Jaquish of NHLBI said she believes that the biggest benefit of personal genetic information will be medicinal genetics, an area that studies how genes affect people\'s response to drugs.
\"This will help us understand biology and provide us with new drug targets,\" she said . \".
\"We will use genetics to predict which drugs are effective and which ones are ineffective.
\"For example, patients with a variant of the cytochrome 22 19 19 gene associated with platelet coagulation disorder did not respond to the drug Plavix (clopidogrel)
In order to prevent the formation of the clot, the prescription is often prescribed.

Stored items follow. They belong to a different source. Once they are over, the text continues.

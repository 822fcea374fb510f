//! Spatial force vectors.

use nalgebra::{Isometry3, UnitQuaternion, Vector3};

use crate::Twist;

#[cfg(feature = "serde")]
use serde::{Deserialize, Serialize};

/// 6D spatial force: moment `m` (free component) and force `f` (line
/// component).
///
/// The component ordering is swapped relative to [`Twist`] (force is the
/// line component), which makes `wrench · twist` invariant under the same
/// transform rule twists use.
#[derive(Debug, Clone, Copy, PartialEq, Default)]
#[cfg_attr(feature = "serde", derive(Serialize, Deserialize))]
pub struct Wrench {
    /// Moment (free component).
    pub m: Vector3<f64>,
    /// Force (line component).
    pub f: Vector3<f64>,
}

impl Wrench {
    /// Create a wrench from moment and force parts.
    #[inline]
    #[must_use]
    pub fn new(m: Vector3<f64>, f: Vector3<f64>) -> Self {
        Self { m, f }
    }

    /// The zero wrench.
    #[inline]
    #[must_use]
    pub fn zero() -> Self {
        Self {
            m: Vector3::zeros(),
            f: Vector3::zeros(),
        }
    }

    /// A pure force along `f` with no moment.
    #[inline]
    #[must_use]
    pub fn from_force(f: Vector3<f64>) -> Self {
        Self {
            m: Vector3::zeros(),
            f,
        }
    }

    /// A pure moment along `m` with no force.
    #[inline]
    #[must_use]
    pub fn from_moment(m: Vector3<f64>) -> Self {
        Self {
            m,
            f: Vector3::zeros(),
        }
    }

    /// Euclidean norm over all six components.
    #[must_use]
    pub fn norm(&self) -> f64 {
        (self.m.norm_squared() + self.f.norm_squared()).sqrt()
    }

    /// 1-norm (sum of absolute component values).
    #[must_use]
    pub fn norm1(&self) -> f64 {
        self.m.abs().sum() + self.f.abs().sum()
    }

    /// Infinity norm (largest absolute component value).
    #[must_use]
    pub fn norm_inf(&self) -> f64 {
        self.m.abs().max().max(self.f.abs().max())
    }

    /// `self + s * other`.
    #[must_use]
    pub fn scaled_add(&self, s: f64, other: &Wrench) -> Wrench {
        Wrench::new(self.m + s * other.m, self.f + s * other.f)
    }

    /// `s1 * a + s2 * b`.
    #[must_use]
    pub fn combine(s1: f64, a: &Wrench, s2: f64, b: &Wrench) -> Wrench {
        Wrench::new(s1 * a.m + s2 * b.m, s1 * a.f + s2 * b.f)
    }

    /// Linear interpolation: `(1 - t) * self + t * other`.
    #[must_use]
    pub fn interpolate(&self, other: &Wrench, t: f64) -> Wrench {
        Wrench::combine(1.0 - t, self, t, other)
    }

    /// Rotate both components by `r` (rotation-only transform).
    #[must_use]
    pub fn rotate(&self, r: &UnitQuaternion<f64>) -> Wrench {
        Wrench::new(r * self.m, r * self.f)
    }

    /// Rotate both components by the inverse of `r`.
    #[must_use]
    pub fn inverse_rotate(&self, r: &UnitQuaternion<f64>) -> Wrench {
        Wrench::new(r.inverse() * self.m, r.inverse() * self.f)
    }

    /// Re-express this wrench, given in frame B, in frame A, where `x_ab` is
    /// the pose of B in A.
    ///
    /// `f' = R f`, `m' = R m + p × f'`: the same rule as [`Twist::transform`]
    /// because the covariant components are stored swapped.
    #[must_use]
    pub fn transform(&self, x_ab: &Isometry3<f64>) -> Wrench {
        let f = x_ab.rotation * self.f;
        let m = x_ab.rotation * self.m + x_ab.translation.vector.cross(&f);
        Wrench::new(m, f)
    }

    /// Inverse of [`Wrench::transform`].
    #[must_use]
    pub fn inverse_transform(&self, x_ab: &Isometry3<f64>) -> Wrench {
        let rinv = x_ab.rotation.inverse();
        let f = rinv * self.f;
        let m = rinv * (self.m - x_ab.translation.vector.cross(&self.f));
        Wrench::new(m, f)
    }

    /// Mechanical power: `f · v + m · w`.
    #[must_use]
    pub fn dot(&self, tw: &Twist) -> f64 {
        self.f.dot(&tw.v) + self.m.dot(&tw.w)
    }
}

impl std::ops::Add for Wrench {
    type Output = Wrench;
    fn add(self, rhs: Wrench) -> Wrench {
        Wrench::new(self.m + rhs.m, self.f + rhs.f)
    }
}

impl std::ops::Sub for Wrench {
    type Output = Wrench;
    fn sub(self, rhs: Wrench) -> Wrench {
        Wrench::new(self.m - rhs.m, self.f - rhs.f)
    }
}

impl std::ops::Neg for Wrench {
    type Output = Wrench;
    fn neg(self) -> Wrench {
        Wrench::new(-self.m, -self.f)
    }
}

impl std::ops::Mul<f64> for Wrench {
    type Output = Wrench;
    fn mul(self, s: f64) -> Wrench {
        Wrench::new(self.m * s, self.f * s)
    }
}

If patients know they carry this variant, \"their doctors can consider different drug strategies,\" Jaquish said . \".
At the same time, experts say the best advice for everyone is
Not just people with family history.
Whether to stop smoking or not, eat healthy diet, exercise and-if necessary —
Take drugs that control high blood pressure, diabetes and high cholesterol.
So far, these lifestyle changes have paid off for Fixx.
\"I hope I can live longer because I make adjustments to diet, stress management, healthy sleep, good wife\'s love, work and career that I like to pursue, and keep the promise of lifelong exercise, \"said Fixx.
\"I like to exercise every day, even if some days are tired and really hurt.
\"Felix, he guided the cross of his school.
\"I like to wear sports clothes . \"
I cherish the time among other people who exercise, and I am happy when I run, jump, sweat and complain among young people.